While he is a strong Trump supporter, Kennedy has been one of the few Republicans critical of his judicial nominees, saying at one point that the president is getting some “very, very bad advice” on judicial nominations.
“It’s not just talk,” Sen. Mike Rounds (R-S.D.) said of Kennedy. “There is substance to what he suggests. There aren’t a lot of people that can do that.”
While he is one of the most conservative members of the Senate ― especially on gun control, social issues and the environment ― Kennedy has been known to vote against expectations.
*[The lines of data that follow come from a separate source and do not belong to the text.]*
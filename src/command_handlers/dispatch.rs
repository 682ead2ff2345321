use crate::cli::{Action, Cli};
use crate::command_handlers::{debug, interactive, settings, Status};
use crate::registry::Registry;
use crate::session::Session;
use crate::{APP_NAME, APP_VERSION};

/// Run the single action selected on the command line.
pub fn dispatch(cli: &Cli, registry: &Registry, session: &mut Session<'_>) -> Status {
    match cli.action() {
        Action::Interactive => match interactive::run(registry, session) {
            Ok(()) => Status::Success,
            Err(e) => {
                log::warn!("interactive loop stopped: {e}");
                Status::Failure
            }
        },
        Action::List => {
            let listing = registry.render_listing(&session.console);
            session.console.line(listing);
            Status::Success
        }
        Action::Tool(args) => run_tool(registry, session, &args),
        Action::Set { property, value } => {
            Status::from_bool(settings::apply_set(session, Some(&property), Some(&value)))
        }
        Action::Get(property) => Status::from_bool(settings::show_get(session, Some(&property))),
        Action::Debug => debug::relaunch_loop(cli, session),
        Action::Version => {
            session.console.line(format!(" {APP_NAME} {APP_VERSION}"));
            Status::Success
        }
    }
}

fn run_tool(registry: &Registry, session: &mut Session<'_>, args: &[String]) -> Status {
    let Some(token) = args.first() else {
        session.console.warn("No tool was entered !");
        return Status::Failure;
    };
    match registry.find(token) {
        Some(tool) => Status::from_bool(interactive::launch(tool, session, args).is_success()),
        None => {
            session.console.warn(format!("Unknown tool \"{token}\""));
            session.console.tips("Type \"-l\" or \"--list\" to see the available tools");
            Status::Failure
        }
    }
}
He was one of just two Republicans to oppose a bill last year that nullified an Obama-era regulation allowing consumers to band together and sue banks or credit card companies.
Earlier this month, Kennedy nearly joined Democrats in blocking a hotly contested surveillance bill that extended powerful spying tools authorized under Section 702 of the Foreign Intelligence Surveillance Act. After nearly 30 minutes of drama and debate with his GOP colleagues, Kennedy relented and voted to reauthorize the law, in part, he later said, because the Senate has a hard enough time governing without him rocking the boat.
For now, it seems Kennedy is becoming more accustomed to the daily whiplash of Washington, and that he’s dealing with it on his own terms.